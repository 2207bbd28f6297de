//! Archive fetcher — resolve a reference to a `.zip` address and download it.
//!
//! The download is streamed into a [`StagedArchive`] (a private temp file)
//! and flushed before it is handed to the installer, so a partial body never
//! reaches extraction. Dropping the [`StagedArchive`] deletes the file.

use std::io::{self, Read, Write};
use std::path::Path;

use tempfile::NamedTempFile;

use gitdl_core::RefKind;

use crate::error::{io_err, SyncError};

// ---------------------------------------------------------------------------
// Address convention
// ---------------------------------------------------------------------------

/// `<location>/archive/refs/{heads|tags}/<reference>.zip`
pub fn archive_url(location: &str, reference: &str, kind: RefKind) -> String {
    let segment = match kind {
        RefKind::Tag => "tags",
        RefKind::Branch => "heads",
    };
    format!(
        "{}/archive/refs/{segment}/{reference}.zip",
        location.trim_end_matches('/')
    )
}

// ---------------------------------------------------------------------------
// Staged archive
// ---------------------------------------------------------------------------

/// A fully downloaded archive in the system temp dir.
#[derive(Debug)]
pub struct StagedArchive {
    file: NamedTempFile,
}

impl StagedArchive {
    /// Stream `reader` to a fresh temp file.
    pub fn from_reader(reader: impl Read) -> Result<Self, SyncError> {
        Self::stage(reader, |path, e| io_err(path, e))
    }

    /// Like [`StagedArchive::from_reader`], but read failures go through
    /// `read_err` so they can be told apart from temp-file failures.
    fn stage(
        mut reader: impl Read,
        read_err: impl Fn(&Path, io::Error) -> SyncError,
    ) -> Result<Self, SyncError> {
        let mut file = tempfile::Builder::new()
            .prefix("git-download-")
            .suffix(".zip")
            .tempfile()
            .map_err(|e| io_err(std::env::temp_dir(), e))?;

        let mut buf = vec![0u8; 64 * 1024];
        loop {
            let n = match reader.read(&mut buf) {
                Ok(0) => break,
                Ok(n) => n,
                Err(e) if e.kind() == io::ErrorKind::Interrupted => continue,
                Err(e) => return Err(read_err(file.path(), e)),
            };
            file.as_file_mut()
                .write_all(&buf[..n])
                .map_err(|e| io_err(file.path(), e))?;
        }
        file.as_file_mut()
            .flush()
            .map_err(|e| io_err(file.path(), e))?;
        Ok(Self { file })
    }

    pub fn from_bytes(bytes: &[u8]) -> Result<Self, SyncError> {
        Self::from_reader(bytes)
    }

    pub fn path(&self) -> &Path {
        self.file.path()
    }
}

// ---------------------------------------------------------------------------
// Fetchers
// ---------------------------------------------------------------------------

/// Produces a staged archive for a repository reference.
pub trait ArchiveFetcher {
    fn fetch(
        &self,
        location: &str,
        reference: &str,
        kind: RefKind,
    ) -> Result<StagedArchive, SyncError>;
}

/// Blocking HTTP fetcher. One GET per call, no retries.
#[derive(Debug, Clone)]
pub struct HttpFetcher {
    agent: ureq::Agent,
}

impl HttpFetcher {
    pub fn new() -> Self {
        let agent = ureq::AgentBuilder::new()
            .user_agent(concat!("git-download/", env!("CARGO_PKG_VERSION")))
            .build();
        Self { agent }
    }
}

impl Default for HttpFetcher {
    fn default() -> Self {
        Self::new()
    }
}

impl ArchiveFetcher for HttpFetcher {
    fn fetch(
        &self,
        location: &str,
        reference: &str,
        kind: RefKind,
    ) -> Result<StagedArchive, SyncError> {
        let url = archive_url(location, reference, kind);
        tracing::debug!("GET {url}");

        let response = match self.agent.get(&url).call() {
            Ok(response) => response,
            Err(ureq::Error::Status(status, _)) => return Err(SyncError::Status { url, status }),
            Err(e) => {
                return Err(SyncError::Transport {
                    url,
                    source: Box::new(e),
                })
            }
        };
        let status = response.status();
        if !(200..300).contains(&status) {
            return Err(SyncError::Status { url, status });
        }

        let staged = StagedArchive::stage(response.into_reader(), |_, source| SyncError::Body {
            url: url.clone(),
            source,
        })?;
        tracing::debug!("staged {url} at {}", staged.path().display());
        Ok(staged)
    }
}

// ---------------------------------------------------------------------------
// Tests
// ---------------------------------------------------------------------------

▬▬▬▬▬▬▬▬▬▬

- _Your instructions_
When the word "status" appears in a line of the listing, pull that line out.

- _Result of this exercise_
            Err(ureq::Error::Status(status, _)) => return Err(SyncError::Status { url, status }),
        let status = response.status();
        if !(200..300).contains(&status) {
            return Err(SyncError::Status { url, status });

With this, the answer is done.